**EXERCISE OBJECTIVE**
Would you reproduce, without any alteration, the lines from the opening line of the entries through the line that has "background: #0f172a;" in it?

**INPUT DATA**
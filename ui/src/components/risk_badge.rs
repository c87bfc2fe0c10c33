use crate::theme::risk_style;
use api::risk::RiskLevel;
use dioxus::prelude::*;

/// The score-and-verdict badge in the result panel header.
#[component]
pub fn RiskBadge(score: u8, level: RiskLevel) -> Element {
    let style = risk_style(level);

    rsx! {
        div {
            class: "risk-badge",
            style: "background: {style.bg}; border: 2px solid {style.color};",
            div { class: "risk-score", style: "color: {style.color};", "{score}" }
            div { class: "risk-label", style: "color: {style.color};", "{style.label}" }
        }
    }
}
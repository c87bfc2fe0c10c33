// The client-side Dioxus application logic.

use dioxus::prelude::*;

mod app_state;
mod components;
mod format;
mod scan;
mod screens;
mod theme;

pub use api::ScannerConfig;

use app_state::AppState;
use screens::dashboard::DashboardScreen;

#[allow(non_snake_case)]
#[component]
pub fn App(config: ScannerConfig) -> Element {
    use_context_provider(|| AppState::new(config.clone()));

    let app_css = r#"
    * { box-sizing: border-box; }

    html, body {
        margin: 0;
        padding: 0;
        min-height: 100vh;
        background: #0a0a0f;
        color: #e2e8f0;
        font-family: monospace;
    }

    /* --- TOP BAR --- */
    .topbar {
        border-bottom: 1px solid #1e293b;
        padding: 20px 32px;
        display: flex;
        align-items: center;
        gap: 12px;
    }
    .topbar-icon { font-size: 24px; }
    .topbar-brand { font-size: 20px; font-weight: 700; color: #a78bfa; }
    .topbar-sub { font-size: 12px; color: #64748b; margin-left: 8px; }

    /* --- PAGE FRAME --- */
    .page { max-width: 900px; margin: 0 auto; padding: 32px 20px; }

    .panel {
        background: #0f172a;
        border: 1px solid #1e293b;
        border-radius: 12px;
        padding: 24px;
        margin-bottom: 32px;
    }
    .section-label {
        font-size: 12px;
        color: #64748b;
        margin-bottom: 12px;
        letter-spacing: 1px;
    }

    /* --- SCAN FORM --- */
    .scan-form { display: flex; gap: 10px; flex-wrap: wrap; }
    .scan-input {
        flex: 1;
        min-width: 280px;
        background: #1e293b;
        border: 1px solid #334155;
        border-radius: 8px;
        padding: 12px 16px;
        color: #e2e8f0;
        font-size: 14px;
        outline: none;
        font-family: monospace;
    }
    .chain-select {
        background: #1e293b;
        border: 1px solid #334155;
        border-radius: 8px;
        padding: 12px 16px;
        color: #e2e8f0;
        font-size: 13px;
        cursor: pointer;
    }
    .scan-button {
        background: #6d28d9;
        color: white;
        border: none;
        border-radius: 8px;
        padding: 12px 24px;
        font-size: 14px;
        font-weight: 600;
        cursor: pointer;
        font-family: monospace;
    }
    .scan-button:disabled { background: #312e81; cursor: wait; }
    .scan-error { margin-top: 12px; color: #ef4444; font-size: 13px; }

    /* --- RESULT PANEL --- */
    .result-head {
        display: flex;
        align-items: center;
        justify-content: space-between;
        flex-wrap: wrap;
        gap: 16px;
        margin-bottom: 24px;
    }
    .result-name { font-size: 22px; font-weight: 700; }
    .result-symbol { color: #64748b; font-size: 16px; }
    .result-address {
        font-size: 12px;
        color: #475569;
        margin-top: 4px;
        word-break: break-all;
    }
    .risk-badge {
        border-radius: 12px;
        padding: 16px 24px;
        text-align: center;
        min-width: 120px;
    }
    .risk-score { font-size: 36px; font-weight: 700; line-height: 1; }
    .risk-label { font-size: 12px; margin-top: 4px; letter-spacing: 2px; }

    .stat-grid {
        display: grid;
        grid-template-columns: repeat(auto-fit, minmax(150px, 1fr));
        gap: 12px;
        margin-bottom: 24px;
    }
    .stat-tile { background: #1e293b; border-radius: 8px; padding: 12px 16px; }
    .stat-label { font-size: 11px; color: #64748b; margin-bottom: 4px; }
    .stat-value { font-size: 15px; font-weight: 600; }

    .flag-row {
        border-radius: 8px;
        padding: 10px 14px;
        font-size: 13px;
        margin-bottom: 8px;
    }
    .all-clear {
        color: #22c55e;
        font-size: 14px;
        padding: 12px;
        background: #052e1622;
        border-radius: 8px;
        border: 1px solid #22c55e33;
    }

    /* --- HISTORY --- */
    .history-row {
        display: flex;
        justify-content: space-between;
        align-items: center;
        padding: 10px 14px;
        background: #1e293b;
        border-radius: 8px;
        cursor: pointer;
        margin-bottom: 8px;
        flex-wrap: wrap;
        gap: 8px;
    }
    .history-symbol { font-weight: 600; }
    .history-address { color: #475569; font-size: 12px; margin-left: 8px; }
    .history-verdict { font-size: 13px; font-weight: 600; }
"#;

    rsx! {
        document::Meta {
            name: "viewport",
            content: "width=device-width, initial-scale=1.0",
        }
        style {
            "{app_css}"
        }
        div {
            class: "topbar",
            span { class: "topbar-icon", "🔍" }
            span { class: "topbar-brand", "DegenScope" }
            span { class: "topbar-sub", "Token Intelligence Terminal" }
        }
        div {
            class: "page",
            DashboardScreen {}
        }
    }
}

**EXERCISE OUTPUT**
filename ui/src/components/risk_badge.rs
repository c87bfc2fe0c10c33
use crate::theme::risk_style;
use api::risk::RiskLevel;
use dioxus::prelude::*;

/// The score-and-verdict badge in the result panel header.
#[component]
pub fn RiskBadge(score: u8, level: RiskLevel) -> Element {
    let style = risk_style(level);

    rsx! {
        div {
            class: "risk-badge",
            style: "background: {style.bg}; border: 2px solid {style.color};",
            div { class: "risk-score", style: "color: {style.color};", "{score}" }
            div { class: "risk-label", style: "color: {style.color};", "{style.label}" }
        }
    }
}
repository c87bfc2fe0c10c33
// The client-side Dioxus application logic.

use dioxus::prelude::*;

mod app_state;
mod components;
mod format;
mod scan;
mod screens;
mod theme;

pub use api::ScannerConfig;

use app_state::AppState;
use screens::dashboard::DashboardScreen;

#[allow(non_snake_case)]
#[component]
pub fn App(config: ScannerConfig) -> Element {
    use_context_provider(|| AppState::new(config.clone()));

    let app_css = r#"
    * { box-sizing: border-box; }

    html, body {
        margin: 0;
        padding: 0;
        min-height: 100vh;
        background: #0a0a0f;
        color: #e2e8f0;
        font-family: monospace;
    }

    /* --- TOP BAR --- */
    .topbar {
        border-bottom: 1px solid #1e293b;
        padding: 20px 32px;
        display: flex;
        align-items: center;
        gap: 12px;
    }
    .topbar-icon { font-size: 24px; }
    .topbar-brand { font-size: 20px; font-weight: 700; color: #a78bfa; }
    .topbar-sub { font-size: 12px; color: #64748b; margin-left: 8px; }

    /* --- PAGE FRAME --- */
    .page { max-width: 900px; margin: 0 auto; padding: 32px 20px; }

    .panel {
        background: #0f172a;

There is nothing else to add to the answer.